[Items from a data source]
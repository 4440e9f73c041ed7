//! JSON-RPC 2.0 wire structs shared by the transports.

use serde::{Deserialize, Serialize};
use serde_json::Value;
use std::fmt;
use thiserror::Error;

/// A JSON-RPC 2.0 error
#[derive(Serialize, Deserialize, Debug, Clone, Error)]
pub struct JsonRpcError {
    /// The error code
    pub code: i64,
    /// The error message
    pub message: String,
    /// Additional data
    pub data: Option<Value>,
}

impl fmt::Display for JsonRpcError {
    fn fmt(&self, f: &mut fmt::Formatter<'_>) -> fmt::Result {
        write!(f, "(code: {}, message: {}, data: {:?})", self.code, self.message, self.data)
    }
}

/// A JSON-RPC request
#[derive(Serialize, Deserialize, Debug)]
pub struct Request<'a, T> {
    id: u64,
    jsonrpc: &'a str,
    method: &'a str,
    params: T,
}

impl<'a, T> Request<'a, T> {
    /// Creates a new JSON RPC request
    pub fn new(id: u64, method: &'a str, params: T) -> Self {
        Self { id, jsonrpc: "2.0", method, params }
    }
}

/// A JSON-RPC response
#[derive(Serialize, Deserialize, Debug, Clone)]
pub struct Response<T> {
    pub id: u64,
    jsonrpc: String,
    #[serde(flatten)]
    pub data: ResponseData<T>,
}

#[derive(Serialize, Deserialize, Debug, Clone)]
#[serde(untagged)]
pub enum ResponseData<R> {
    Error { error: JsonRpcError },
    Success { result: R },
}

impl<R> ResponseData<R> {
    /// Consume response and return value
    pub fn into_result(self) -> Result<R, JsonRpcError> {
        match self {
            ResponseData::Success { result } => Ok(result),
            ResponseData::Error { error } => Err(error),
        }
    }
}
//! Domain Policies
//!
//! Business rules that govern verdicts.
//! These are pure functions that operate on domain entities.

mod exclusion;
mod rules;

pub use exclusion::{ExclusionPolicy, DEFAULT_EXCLUDE};
pub use rules::{rule_description, rule_effect, rule_matches, RuleEffect, RuleSet};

**Instructions for the task:**
Looking at the entries above, can you reproduce exactly the lines from the one that holds "impl<'a, T> Request<'a, T>" through the one that holds "pub struct Response<T>", and only those?

**Answer to this exercise:**
impl<'a, T> Request<'a, T> {
    /// Creates a new JSON RPC request
    pub fn new(id: u64, method: &'a str, params: T) -> Self {
        Self { id, jsonrpc: "2.0", method, params }
    }
}

/// A JSON-RPC response
#[derive(Serialize, Deserialize, Debug, Clone)]
pub struct Response<T> {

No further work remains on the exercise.